If the invention has been marketed, is it very different from everything previously available in the relevant field? And did designs that resemble the invention become available after the invention was launched? Evidence of this type of situation can help demonstrate that a real invention has been made.
The important thing in FD4 is to show the examiner what you are thinking, demonstrating that you are trying to generate an argument, and then concluding that the resultant argument is flawed if you cannot find an argument of real merit.
When you have thought about each piece of prior art individually, then you must look again at the non-common-general-knowledge items, and see if the difference between the main claim and each of these documents is shown in a common-general-knowledge disclosure. If it is shown, is there anything that might lead the skilled person to combine the teachings, or anything, such as a pre-existing prejudice in the art, that would discourage the skilled person from effecting a combination? For example, (referring again to the airbag example Chapter 5) the examiner might put a passage in the letter from the client reading: For years we have been trying to make airbags really gas-tight, so that we can get them inflated in less than a quarter of a second, and having a large hole in the airbag would just make it much more difficult to inflate the bag in the short period of time available…Any prejudice like this leading away from the invention may show there is an inventive step.
Always check to see if you client showed any ‘surprise’ or ‘amazement’. Sometimes the surprise is that a patent existed, and this may be because the client was of the view that the product in question could not possibly be inventive. There is another reason why your client might be ‘surprised’ that will be mentioned in Chapter 10!
Consider if the invention is a simple combination of the teaching of the disclosures that you are seeking to combine, or are further changes or modifications needed? The more necessary it is to modify or change, the more likely that there is an inventive step. Although it may be clear that two disclosures could be combined, the real question is would the skilled person be motivated in any way to effect the combination?
Of course, you may find that two items in the common general knowledge could be combined to reach the desired result, but in such a situation be wary, since if the skilled person was already aware of the two pieces of the solution to the problem this must raise the question as to why the solution was not reached before.
Often timing can be an important part of an inventive step argument. For example, was the invention made very shortly after a key document was published? This might show that the development of the disclosure of that document into the invention was carried out quickly and might well be ‘obvious’. On the other hand, if all of the necessary information had been in the public domain for a long time, then that may be an indicator of inventive step.
The examiner does not want comments that indicate merely that the point is trivial, or ‘easily invented’, and also will want more than a simple statement that some of the features of the claim are in one disclosure, and the remainder are in another. The examiner will want an outline of the motivation that existed to combine the teachings.
Beware of ex post facto analysis. It is always easy to explain how you could have started with a particular document, and then you could have changed this and could have changed that to reach the invention. But this analysis is based on the knowledge of the final destination i.e. the invention. The real question is always not could the skilled person make the journey, but would the skilled person make the journey.
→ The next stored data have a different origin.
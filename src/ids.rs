//! Line item identifiers.

use serde::{Deserialize, Serialize};
use std::fmt;
use uuid::Uuid;

/// Universally-unique identifier for a line item (advertising campaign).
///
/// Serializes as its canonical UUID string, matching the original source's
/// `uuid.UUID` JSON field (`"line_item_id": "<uuid canonical>"`).
#[derive(Debug, Clone, Copy, PartialEq, Eq, Hash, Serialize, Deserialize)]
#[serde(transparent)]
pub struct LineItemId(Uuid);

impl LineItemId {
    pub fn new() -> Self {
        Self(Uuid::new_v4())
    }

    pub fn from_uuid(id: Uuid) -> Self {
        Self(id)
    }

    pub fn as_uuid(&self) -> Uuid {
        self.0
    }
}

impl Default for LineItemId {
    fn default() -> Self {
        Self::new()
    }
}

impl fmt::Display for LineItemId {
    fn fmt(&self, f: &mut fmt::Formatter<'_>) -> fmt::Result {
        fmt::Display::fmt(&self.0, f)
    }
}

impl From<Uuid> for LineItemId {
    fn from(id: Uuid) -> Self {
        Self(id)
    }
}

#[cfg(test)]
mod tests {
    use super::*;

    #[test]
    fn round_trips_through_json() {
        let id = LineItemId::new();
        let json = serde_json::to_string(&id).unwrap();
        assert_eq!(json, format!("\"{}\"", id.as_uuid()));
        let back: LineItemId = serde_json::from_str(&json).unwrap();
        assert_eq!(back, id);
    }
}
Can you find anything that would be a motive for the skilled person to combine the two teachings? Many things which look simple and obvious after the event were certainly not obvious before the event.
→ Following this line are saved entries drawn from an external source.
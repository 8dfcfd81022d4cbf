//! The workload splitter: a pure function dividing each line item's current
//! per-minute budget across the live consumer set, honoring already-reported
//! spend.

use crate::ids::LineItemId;
use crate::planned_spend::PlannedSpend;
use crate::spend::Spend;
use std::collections::HashMap;
use std::sync::Arc;

/// Per-consumer allocation: every live consumer maps to the *same* inner
/// `Arc<HashMap<_, _>>` — the splitter's allocation is uniform across
/// consumers within one tick; differentiation only happens across ticks as
/// spend feedback reduces the remaining diff.
pub type Fragments = Arc<HashMap<LineItemId, i64>>;

/// Divides each line item's planned budget for `slot` (minus reported spend)
/// across `consumers`.
///
/// - Empty `consumers` returns an empty mapping.
/// - A line item whose remaining budget (`planned - spend`) is less than
///   `consumers.len()` is skipped entirely for this tick — every emitted
///   fragment is guaranteed at least 1 micro-unit.
/// - Otherwise each consumer receives `diff / consumers.len()` (integer
///   floor); the `diff % n` remainder is dropped for this tick.
pub fn split(
    consumers: &[String],
    planned: &PlannedSpend,
    spend: &Spend,
    slot: usize,
) -> HashMap<String, Fragments> {
    if consumers.is_empty() {
        return HashMap::new();
    }
    let n = consumers.len() as i64;

    let mut cons_wrk = HashMap::new();
    for (id, planned_slot_budget) in planned.get_all(slot) {
        let diff = planned_slot_budget - spend.get(id);
        if diff < n {
            continue;
        }
        cons_wrk.insert(id, diff / n);
    }
    let cons_wrk = Arc::new(cons_wrk);

    consumers
        .iter()
        .map(|consumer| (consumer.clone(), Arc::clone(&cons_wrk)))
        .collect()
}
Having dealt with the main claim, you will now need to progress to the subject-matter of the remaining claims. If the subject-matter of a dependent claim is to be found unambiguously disclosed in the ‘starting point’ document used in a successful inventive step argument set out against the main claim, then this fact can simply be highlighted, as the dependent claim cannot be valid. Do be careful to set out the inventive concept of each dependent claim as this will change with the further features added be each dependent claim. Otherwise it will be necessary to see if it is possible to attack the subject-matter of the sub-claim on the basis that the subject-matter of the claim is obvious. The mental ‘tools’ that you used in connection with the main claim will have to be re-employed with each of the sub-claims (and any further independent claims!).
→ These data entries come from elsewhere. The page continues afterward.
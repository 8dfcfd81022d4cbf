//! The controller: the process that owns a line-item snapshot, tracks the
//! live bidder fleet, and dispatches per-minute workload fragments to it.

use crate::broker::Broker;
use crate::config::Config;
use crate::dispatcher::Dispatcher;
use crate::error::Result;
use crate::membership::{self, MembershipSet};
use crate::observer::Observer;
use crate::planned_spend::PlannedSpend;
use crate::snapshot::Record;
use crate::spend::Spend;
use std::path::Path;
use std::sync::Arc;

/// Wires together the observer, planned-spend store, spend store, and
/// dispatcher, mirroring the original system's controller component. Owns
/// the background tasks for its own lifetime; `shutdown` stops all of them.
pub struct Controller {
    observer: Observer,
    membership: Arc<MembershipSet>,
    planned: Arc<PlannedSpend>,
    spend: Arc<Spend>,
    dispatcher: Dispatcher,
}

impl Controller {
    /// Loads `snapshot_path`, starts observing announcements, and begins
    /// dispatching ticks immediately.
    pub async fn start(
        broker: Arc<dyn Broker>,
        config: &Config,
        snapshot_path: impl AsRef<Path>,
    ) -> Result<Self> {
        let planned = Arc::new(PlannedSpend::new());
        planned.load(snapshot_path)?;
        let spend = Arc::new(Spend::new());

        let observer = Observer::start(
            Arc::clone(&broker),
            &config.announcements_subject,
            config.observer_ttl,
        )
        .await?;
        let membership = observer.membership();
        membership::start_sweeper(&membership, config.observer_ttl / 2);

        let dispatcher = Dispatcher::start(
            broker,
            Arc::clone(&membership),
            Arc::clone(&planned),
            Arc::clone(&spend),
            config.dispatch_period,
        );

        Ok(Self {
            observer,
            membership,
            planned,
            spend,
            dispatcher,
        })
    }

    /// Reloads the planned-spend distribution from already-decoded records,
    /// e.g. in response to a budget change pushed from outside this crate.
    pub fn reload_records(&self, records: &[Record]) {
        self.planned.load_records(records);
    }

    pub fn spend(&self) -> Arc<Spend> {
        Arc::clone(&self.spend)
    }

    pub fn live_consumers(&self) -> Vec<String> {
        self.membership.list()
    }

    /// Stops the dispatcher, the membership sweeper, and the observer, in
    /// that order, waiting for each to finish before moving to the next.
    pub async fn shutdown(mut self) {
        self.dispatcher.stop().await;
        membership::stop_sweeper(&self.membership).await;
        let _ = self.observer.stop().await;
    }
}

#[cfg(test)]
mod tests {
    use super::*;
    use crate::broker::{BrokerSubscription, InMemoryBroker};
    use crate::ids::LineItemId;
    use std::io::Write;
    use std::time::Duration;

    #[tokio::test]
    async fn dispatches_to_an_announced_bidder() {
        let broker = Arc::new(InMemoryBroker::new());
        let id = LineItemId::new();
        let mut file = tempfile::NamedTempFile::new().unwrap();
        writeln!(
            file,
            r#"{{"line_item_id":"{id}","daily_budget":{budget}}}"#,
            budget = 4 * 1440
        )
        .unwrap();

        let config = Config {
            announce_period: Duration::from_millis(2),
            observer_ttl: Duration::from_millis(20),
            dispatch_period: Duration::from_millis(2),
            ..Config::default()
        };

        let controller = Controller::start(Arc::clone(&broker), &config, file.path())
            .await
            .unwrap();

        let bidder = crate::announcer::Announcer::start(
            Arc::clone(&broker),
            broker.new_inbox(),
            &config.announcements_subject,
            config.announce_period,
        )
        .unwrap();
        let mut inbox_sub = broker.subscribe(bidder.address()).await.unwrap();

        let payload = inbox_sub.next().await.unwrap();
        let fragments: std::collections::HashMap<LineItemId, i64> =
            serde_json::from_slice(&payload).unwrap();
        assert_eq!(fragments[&id], 4);

        bidder.stop().await;
        controller.shutdown().await;
    }
}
The inventive step section of the answer typically has around 20 marks. The marks are usually spread across all of the claims, usually with most marks for the independent claim, but with still valuable marks in the sub-claims. Recalling how many words you can write in a minute, you will appreciate that you cannot really afford a very exhaustive analysis of inventive step, but you must be able to write enough to show the examiner that you can use the necessary ‘mental tools’, and you can notice observe evidence, or deduce reasons, to support, or resist, an obviousness attack.
The examiner will try to set up the question so that a logical Pozzoli approach can be used, but will expect candidates to provide very different answers in view of the different conclusions
that they will have reached in interpretation and novelty. The examiner will, however, assess how well you have done, taking into account your own starting point.
Firstly, it is necessary to determine the problem that is solved by the invention. In the world of FD4 it will help greatly if you can identify a problem that is actually solved by the feature or features of the claim that distinguish the claim from the prior art. This need not necessarily be the problem that the inventor originally set out to solve as described in the preamble of the patent, but may be a very different problem.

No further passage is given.